The largest study of its kind ever conducted in the United States highlights the impact of gender-affirming hormone therapy on the psychosocial functioning and mental health of transgender and nonbinary youth.
A multicenter study of more than 300 transgender and nonbinary youth funded by the National Institutes of Health (NIH) found that receiving sex-affirming hormone therapy improved appearance, , and improved life satisfaction, further pointing to an association between increased appearance matching and improved life satisfaction, and improved depression and anxiety symptoms.
“Our results provide strong scientific evidence that gender-affirming care is important for the psychological well-being of patients,” said Lurie, principal investigator and co-author of the Children’s Gender and Sex Development Program. “We must make this treatment available to young people with gender dysphoria,” the director, Northwestern University Feinberg School of Medicine, said in a statement.
The current study, named the Trans Youth Care–United States (TYCUS) study, sought to assess the physical and psychosocial outcomes associated with receiving gender-affirming hormone therapy in transgender and binary youth in the United States. It was designed as a prospective observational study. Participants included in this study were between the ages of 12 and 20 years old and from July 2016 to June 2019 at Ann and Robert H. Lurie Children’s Hospital in Chicago, UCSF Benioff Children’s Hospital, Boston Children’s Hospital, and Los Angeles Children’s Hospital. Recruited from a gender clinic. .
According to the study protocol, study visits were performed at baseline and again at 6, 12, 18, and 24 months after starting treatment. During these visits, participants completed the Transgender Concordant Scale, the Beck Depression Inventory-II, the Revised Child’s Manifest Anxiety Scale, and the positive impact and life satisfaction measures from the NIH Toolbox Emotional Battery. bottom. The researchers noted that as part of TYCUS he created two different cohorts. One cohort is evaluating the effect of sex-affirming hormone therapy and the other cohort is evaluating the effect of gonadotropin-releasing hormone agonist therapy. Current research only reports on the effects of sex-affirming hormone therapy.
For analytic purposes, latent growth curve modeling was used to estimate 2-year trajectories of appearance match, depression, anxiety, positive impact, and life satisfaction. The investigators noted that additional analyzes are planned to explore how initial levels and rates of change in appearance match correlate with each psychosocial outcome of interest.
A total of 315 participants who underwent up to 5 follow-up visits were identified for inclusion in the study. A total of 6114 observations were recorded from this cohort during the study period. This cohort had a mean age of 16±1.9 years, 60.3% were transmasculine, 64.8% were designated female at birth, and 58.7% were non-Latino or non-Latino Caucasian. The researchers noted that two participants committed suicide during the study and six withdrew before completion, although data collected prior to death or discontinuation of the study were included in the analysis.

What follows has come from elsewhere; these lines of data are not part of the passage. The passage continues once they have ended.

/// Adds units to a key, creating the record on first use.
///
/// On an existing record both `quantity` and `initial_quantity` grow by
/// `quantity`; a new record starts with both equal to `quantity`.
pub async fn add_stock(
    db: &DatabaseConnection,
    key: ProductKey,
    quantity: i64,
    admin_id: i64,
    notes: Option<&str>,
) -> Result<stock::Model> {
    validate_quantity(quantity, 1)?;

    let txn = db.begin().await?;
    let now = chrono::Utc::now();

    let record = if let Some(existing) = get_stock(&txn, key).await? {
        Stock::update_many()
            .col_expr(
                stock::Column::Quantity,
                Expr::col(stock::Column::Quantity).add(quantity),
            )
            .col_expr(
                stock::Column::InitialQuantity,
                Expr::col(stock::Column::InitialQuantity).add(quantity),
            )
            .col_expr(stock::Column::LastUpdatedBy, Expr::value(admin_id))
            .col_expr(stock::Column::LastUpdatedAt, Expr::value(now))
            .col_expr(
                stock::Column::Notes,
                Expr::value(append_note(existing.notes, notes, now)),
            )
            .filter(stock::Column::Id.eq(existing.id))
            .exec(&txn)
            .await?;
        require_stock(&txn, key).await?
    } else {
        stock::ActiveModel {
            product_type: Set(key.product_type),
            year: Set(key.year),
            month: Set(key.month),
            quantity: Set(quantity),
            initial_quantity: Set(quantity),
            sold: Set(0),
            reserved: Set(0),
            added_by: Set(admin_id),
            added_at: Set(now),
            last_updated_by: Set(Some(admin_id)),
            last_updated_at: Set(Some(now)),
            notes: Set(append_note(None, notes, now)),
            ..Default::default()
        }
        .insert(&txn)
        .await?
    };

    txn.commit().await?;

    info!(target: "admin_audit", admin_id, key = %key, added = quantity, quantity = record.quantity, "stock added");
    Ok(record)
}

/// Sets the sellable quantity to an explicit value.
///
/// Increases are counted into `initial_quantity` (more stock arrived); decreases
/// are not (a correction). The write only succeeds if `quantity` still holds the
/// value it was computed from.
pub async fn set_stock(
    db: &DatabaseConnection,
    key: ProductKey,
    quantity: i64,
    admin_id: i64,
    notes: Option<&str>,
) -> Result<stock::Model> {
    validate_quantity(quantity, 0)?;

    let existing = require_stock(db, key).await?;
    let increase = (quantity - existing.quantity).max(0);
    let now = chrono::Utc::now();

    let touched = Stock::update_many()
        .col_expr(stock::Column::Quantity, Expr::value(quantity))
        .col_expr(
            stock::Column::InitialQuantity,
            Expr::col(stock::Column::InitialQuantity).add(increase),
        )
        .col_expr(stock::Column::LastUpdatedBy, Expr::value(admin_id))
        .col_expr(stock::Column::LastUpdatedAt, Expr::value(now))
        .col_expr(
            stock::Column::Notes,
            Expr::value(append_note(existing.notes.clone(), notes, now)),
        )
        .filter(stock::Column::Id.eq(existing.id))
        .filter(stock::Column::Quantity.eq(existing.quantity))
        .exec(db)
        .await?
        .rows_affected;

    if touched == 0 {
        return Err(Error::InvalidState {
            message: format!("Stock for {key} changed while it was being set, try again"),
        });
    }

    info!(target: "admin_audit", admin_id, key = %key, from = existing.quantity, to = quantity, "stock set");
    require_stock(db, key).await
}
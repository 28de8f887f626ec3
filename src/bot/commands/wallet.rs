//! Wallet commands - balance, history and the deposit conversation.
//!
//! A deposit takes three steps (`/deposit`, `/deposit_network`,
//! `/deposit_proof`). The step a user is at lives in
//! [`BotData::conversations`](crate::bot::BotData); the lock is held only to
//! read or write the entry, never across a database call.

// Inner module to suppress missing_docs warnings for poise macro-generated code
mod inner {
    #![allow(missing_docs)]

    use crate::{
        bot::{BotData, commands::NetworkChoice, current_user, notify},
        core::{
            conversation::{self, DepositFlow, Network},
            wallet,
        },
        errors::{Error, Result},
    };
    use poise::serenity_prelude as serenity;
    use tracing::info;

    async fn take_flow(ctx: poise::Context<'_, BotData, Error>, user_id: i64) -> DepositFlow {
        ctx.data()
            .conversations
            .lock()
            .await
            .remove(&user_id)
            .unwrap_or_else(DepositFlow::start)
    }

    async fn store_flow(ctx: poise::Context<'_, BotData, Error>, user_id: i64, flow: DepositFlow) {
        let mut conversations = ctx.data().conversations.lock().await;
        if flow.is_finished() {
            conversations.remove(&user_id);
        } else {
            conversations.insert(user_id, flow);
        }
    }

    fn network_menu() -> String {
        Network::ALL
            .iter()
            .map(|n| format!("• {}", n.label()))
            .collect::<Vec<_>>()
            .join("\n")
    }

    /// Shows your wallet balance.
    #[poise::command(slash_command, prefix_command)]
    pub async fn wallet(ctx: poise::Context<'_, BotData, Error>) -> Result<()> {
        let me = current_user(ctx).await?;

        let embed = serenity::CreateEmbed::default()
            .title("💼 Wallet")
            .field("Balance", format!("{:.2} USDT", me.balance), false)
            .field("Deposited", format!("{:.2} USDT", me.total_deposited), true)
            .field("Spent", format!("{:.2} USDT", me.total_spent), true)
            .footer(serenity::CreateEmbedFooter::new(
                "Top up with /deposit, see /history for details",
            ))
            .color(0x002E_CC71);

        ctx.send(poise::CreateReply::default().embed(embed)).await?;
        Ok(())
    }

    /// Shows your recent wallet transactions.
    #[poise::command(slash_command, prefix_command)]
    pub async fn history(
        ctx: poise::Context<'_, BotData, Error>,
        #[description = "How many entries to show (default 10)"]
        #[min = 1]
        #[max = 50]
        limit: Option<u64>,
    ) -> Result<()> {
        let me = current_user(ctx).await?;
        let entries =
            wallet::get_user_transactions(&ctx.data().database, me.id, Some(limit.unwrap_or(10)))
                .await?;

        if entries.is_empty() {
            ctx.say("📭 No transactions yet.").await?;
            return Ok(());
        }

        let mut response = String::from("📜 **Recent transactions**\n");
        for entry in &entries {
            response.push_str(&format!(
                "`#{}` {} {:+.2} USDT ({}) - {} - {}\n",
                entry.id,
                entry.kind,
                entry.amount,
                entry.status,
                entry.description,
                entry.created_at.format("%Y-%m-%d %H:%M")
            ));
        }

        ctx.say(response).await?;
        Ok(())
    }

    /// Starts a deposit. Pass an amount, or leave it out to see the options.
    #[poise::command(slash_command, prefix_command)]
    pub async fn deposit(
        ctx: poise::Context<'_, BotData, Error>,
        #[description = "Amount in USDT"] amount: Option<f64>,
    ) -> Result<()> {
        let me = current_user(ctx).await?;
        let wallet_config = &ctx.data().config.wallet;

        let Some(amount) = amount else {
            store_flow(ctx, me.id, DepositFlow::start()).await;
            let options = wallet_config
                .predefined_amounts
                .iter()
                .map(|a| format!("`{a}`"))
                .collect::<Vec<_>>()
                .join(", ");
            ctx.say(format!(
                "💰 How much would you like to deposit?\nQuick options: {options} USDT (minimum {} USDT).\nRun `/deposit <amount>` to continue.",
                wallet_config.min_deposit
            ))
            .await?;
            return Ok(());
        };

        // A new amount always restarts the conversation.
        take_flow(ctx, me.id).await;
        let flow = DepositFlow::start().choose_amount(amount, wallet_config)?;
        store_flow(ctx, me.id, flow).await;

        ctx.say(format!(
            "💰 Deposit of **{amount:.2} USDT**. Which network will you pay on?\n{}\nRun `/deposit_network` to choose.",
            network_menu()
        ))
        .await?;
        Ok(())
    }

    /// Chooses the network for your deposit and shows where to pay.
    #[poise::command(slash_command, prefix_command)]
    pub async fn deposit_network(
        ctx: poise::Context<'_, BotData, Error>,
        #[description = "Network"] network: NetworkChoice,
    ) -> Result<()> {
        let me = current_user(ctx).await?;
        let network: Network = network.into();

        let flow = take_flow(ctx, me.id).await;
        let next = match flow.choose_network(network) {
            Ok(next) => next,
            Err(e) => {
                store_flow(ctx, me.id, flow).await;
                return Err(e);
            }
        };
        store_flow(ctx, me.id, next).await;

        let DepositFlow::AwaitingProof { amount, .. } = next else {
            return Ok(());
        };
        ctx.say(format!(
            "📨 Send exactly **{amount:.2} USDT** via **{}** to:\n`{}`\n\nThen upload a screenshot of the payment with `/deposit_proof`.",
            network.label(),
            network.address(&ctx.data().config.wallet)
        ))
        .await?;
        Ok(())
    }

    /// Uploads the proof of payment for your deposit.
    #[poise::command(slash_command)]
    pub async fn deposit_proof(
        ctx: poise::Context<'_, BotData, Error>,
        #[description = "Screenshot of the payment"] proof: serenity::Attachment,
    ) -> Result<()> {
        let me = current_user(ctx).await?;
        conversation::check_proof_image(proof.content_type.as_deref())?;

        let flow = take_flow(ctx, me.id).await;
        let DepositFlow::AwaitingProof { network, .. } = flow else {
            store_flow(ctx, me.id, flow).await;
            return Err(Error::InvalidState {
                message: "Please start with /deposit and choose a network first".to_string(),
            });
        };

        let (next, entry) = match flow.submit_proof(&ctx.data().database, me.id).await {
            Ok(done) => done,
            Err(e) => {
                store_flow(ctx, me.id, flow).await;
                return Err(e);
            }
        };
        store_flow(ctx, me.id, next).await;

        info!(user_id = me.id, transaction_id = entry.id, amount = entry.amount, "deposit submitted");

        ctx.say(format!(
            "✅ Thanks! Deposit request **#{}** for **{:.2} USDT** is waiting for review. You'll get a message once it's checked.",
            entry.id, entry.amount
        ))
        .await?;

        let review = notify::deposit_review_message(&me, &entry, network, &proof.url);
        notify::notify_admins(ctx.http(), &ctx.data().config, review).await;
        Ok(())
    }

    /// Abandons the deposit in progress.
    #[poise::command(slash_command, prefix_command)]
    pub async fn deposit_cancel(ctx: poise::Context<'_, BotData, Error>) -> Result<()> {
        let me = current_user(ctx).await?;

        let Some(flow) = ctx.data().conversations.lock().await.remove(&me.id) else {
            ctx.say("There is no deposit in progress.").await?;
            return Ok(());
        };

        flow.cancel()?;
        ctx.say("❌ Deposit cancelled.").await?;
        Ok(())
    }
}

// Re-export all commands
pub use inner::*;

Appearance match scores increased during the follow-up period (0.48 point increase per year on a 5-point scale). [95% CI, 0.42 to 0.54]; standardized β=1.47) and positive impact T-score (annual increase on 100 point scale, 0.80 points) [95% CI, 0.08 to 1.54]; β=.19) and life satisfaction (up 2.32 points per year on a 100-point scale) [95% CI, 1.64 to 3.00]; β=.52).In addition, investigators found a reduction in depression scores (annual change on a 63-point scale, -1.27 points; 95% CI, -1.98 to -0.57; standardized β = -.29) and anxiety T scores ( 100 point scale, -1.46 points [95% CI, -2.13 to -0.79]; β=-.35).
Further analysis showed that increased appearance matching was associated with a concomitant increase in positive affect and life satisfaction, and a concomitant decrease in depression and anxiety symptoms. During the study period, the most common adverse event was suicidal ideation, reported by 11 (3.5%).
“Our results provide robust scientific evidence that improved appearance consistency with hormone therapy is strongly associated with improved mental health in transgender and nonbinary youth,” said the study’s lead author. Diane Cheng, Ph.D., Ph.D. An associate professor at the Robert H. Lurie Children’s Hospital in Chicago and Northwestern University Feinberg School of Medicine said in the aforementioned statement. “This is important given that transgender youth experience depression and anxiety and are at higher risk of suicide than cisgender youth.”
This study, “Psychosocial functioning of transgender adolescents after 2 years of hormone administration,” New England Journal of Medicine.